Spellings: Affordability Is Families' No.1 Concern Regarding College

"Containing college costs and streamlining financial aid must be at the forefront of the nation’s higher education agenda, University of North Carolina system president Margaret Spellings said Tuesday at a gathering meant to forge a more bipartisan approach to federal higher education policy," Diverse: Issues in Higher Education reports.

"'For most families in the U.S., the single most important fact about higher education is it’s not affordable,' Spellings said.

'Even at public institutions, most families can’t pay out of pocket for a year of higher education.
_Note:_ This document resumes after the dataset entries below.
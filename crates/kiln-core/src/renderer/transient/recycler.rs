// Copyright 2025 eraflo
//
// Licensed under the Apache License, Version 2.0 (the "License");
// you may not use this file except in compliance with the License.
// You may obtain a copy of the License at
//
//     http://www.apache.org/licenses/LICENSE-2.0
//
// Unless required by applicable law or agreed to in writing, software
// distributed under the License is distributed on an "AS IS" BASIS,
// WITHOUT WARRANTIES OR CONDITIONS OF ANY KIND, either express or implied.
// See the License for the specific language governing permissions and
// limitations under the License.

//! The frame ring: which allocations belong to which frame, and when the GPU
//! is done with them.
//!
//! ```text
//!   Recording ──close──▶ Pending(fence) ──signaled──▶ Reclaimable ──▶ Recording
//!                              │
//!                              └──timeout, Defer──▶ stalled list (re-polled every boundary)
//! ```

use super::handle::BlockHandle;
use crate::renderer::api::{FenceId, FenceStatus, FenceTimeoutPolicy};
use crate::renderer::error::{FrameError, ResourceError};
use crate::renderer::traits::GraphicsDevice;
use std::time::Duration;

/// Lifecycle state of one ring slot.
#[derive(Debug, Clone, Copy, PartialEq, Eq)]
pub enum SlotState {
    /// Collecting the allocations of the current frame. A non-current slot in
    /// this state is idle and owns nothing.
    Recording,
    /// Closed; its allocations wait for the fence.
    Pending(FenceId),
    /// Closed, and its fence was seen signaled at a later boundary. The
    /// allocations go back when the slot becomes current again.
    Reclaimable,
}

#[derive(Debug)]
struct FrameSlot {
    frame: u64,
    state: SlotState,
    allocations: Vec<BlockHandle>,
}

impl FrameSlot {
    fn begin_recording(&mut self, frame: u64) {
        self.frame = frame;
        self.state = SlotState::Recording;
    }
}

/// A closed frame whose fence did not signal in time.
#[derive(Debug)]
struct StalledFrame {
    frame: u64,
    fence: FenceId,
    allocations: Vec<BlockHandle>,
}

/// What a boundary or a drain gave back.
#[derive(Debug, Default)]
pub(crate) struct Reclaimed {
    pub(crate) handles: Vec<BlockHandle>,
    pub(crate) failure: Option<FrameError>,
}

impl Reclaimed {
    fn fail(&mut self, error: FrameError) {
        if self.failure.is_none() {
            self.failure = Some(error);
        } else {
            log::warn!("Additional frame error: {error}");
        }
    }
}

/// Fixed-depth ring of frame slots.
#[derive(Debug)]
pub(crate) struct FrameRing {
    slots: Vec<FrameSlot>,
    index: usize,
    frame: u64,
    stalled: Vec<StalledFrame>,
    timeout: Duration,
    policy: FenceTimeoutPolicy,
    fence_timeouts: u64,
}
Most families don’t have anywhere near the savings to support a child for two or four or often five or six years of study,' Spellings continued. 'We have sold college as the golden ticket to middle class opportunity, then priced average families out of that market.'

Spellings — who served as U.S. Secretary of Education under President George W. Bush — said higher education is facing many of the same issues that it faced when as secretary she oversaw a higher education reform commission known as the Spellings Commission.

She said as the world becomes more competitive and demands higher levels of education, America is at risk of letting “inequities in access harden into [an] unbridgeable economic divide.”

'Too many families look at the cost of college and see a closed door, not just to education but to the promise of middle class stability that is still at the core of the American dream,' Spellings said. She said there are 'growing questions about whether the colleges and universities in our country are fulfilling their role as the engine of upward mobility and growing resentment from those who feel shut out.'

Despite the political popularity of free college proposals and plans — from the Tennessee Promise to the Excelsior Scholarship program in New York State to U.S. Sen. Bernie Sanders’ 2016 presidential campaign proposal to make college free for all — Spellings said it would be more beneficial for policymakers to focus on allocating resources in a more efficient manner to benefit those of lesser economic means."